In the meantime, I’m please to write that last Wednesday’s event at the fabulous Issue Project Room was amazing. Amy Lockhart’s films wowed the crowd and then Matthew Thurber’s Ambergris blew the doors off the place. While Thurber and compatriot Rebecca Bird warbled and whistled I unrolled a spectacular scroll drawn by the Thurber himself. Those of you who haven’t bought the first issue of his 1-800 MICE should run out and get it now.

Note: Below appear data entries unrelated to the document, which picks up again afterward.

use axum::{extract::State, http::StatusCode, response::IntoResponse, Json};
use serde_json::{json, Value};

use crate::app::AppState;

/// GET / - service description
pub async fn root() -> Json<Value> {
    let version = env!("CARGO_PKG_VERSION");

    Json(json!({
        "name": "Posts API",
        "version": version,
        "endpoints": {
            "health": "/health (public)",
            "list": "GET /posts/?limit&skip&search (public)",
            "show": "GET /posts/:id (public)",
            "create": "POST /posts/ (bearer token)",
            "update": "PUT /posts/:id (bearer token)",
            "delete": "DELETE /posts/:id (bearer token, owner only)",
        }
    }))
}

/// GET /health - 200 when the store answers, 503 otherwise
pub async fn health(State(state): State<AppState>) -> impl IntoResponse {
    let now = chrono::Utc::now();

    match state.posts.ping().await {
        Ok(_) => (
            StatusCode::OK,
            Json(json!({
                "status": "ok",
                "timestamp": now,
                "database": "ok"
            })),
        ),
        Err(e) => {
            tracing::error!("Health check failed: {}", e);
            (
                StatusCode::SERVICE_UNAVAILABLE,
                Json(json!({
                    "status": "degraded",
                    "timestamp": now,
                    "database": "unavailable"
                })),
            )
        }
    }
}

After Ambergris came Gary Panter and Devin Flynn. Now, Gary hadn’t played in public in a few decades, but as some of you may know, has released a couple of records and a handful of seven inches. Fun fact: Ian McClagen of The Faces played in Gary’s first record, Pray for Smurph (1983). It’s a stone cold classic of skronk psych-country music. Devin Flynn is half of Pixeltan and an accomplished animator whose work can be seen on big and small screens. Together, well, they laid it down, man. While Devin thumped and keyed and bass-ed Gary let loose on the guitar with some serious Texas-style chops and a dry, high plains yelp. When he sings “I fought the Lord” I kinda think he might’ve, inbetween painting, drawing, and duding. One audience member called the performance “masculine”, and I think it kinda was. Well, when his big books comes out maybe we’ll send him on tour with his gee-tar.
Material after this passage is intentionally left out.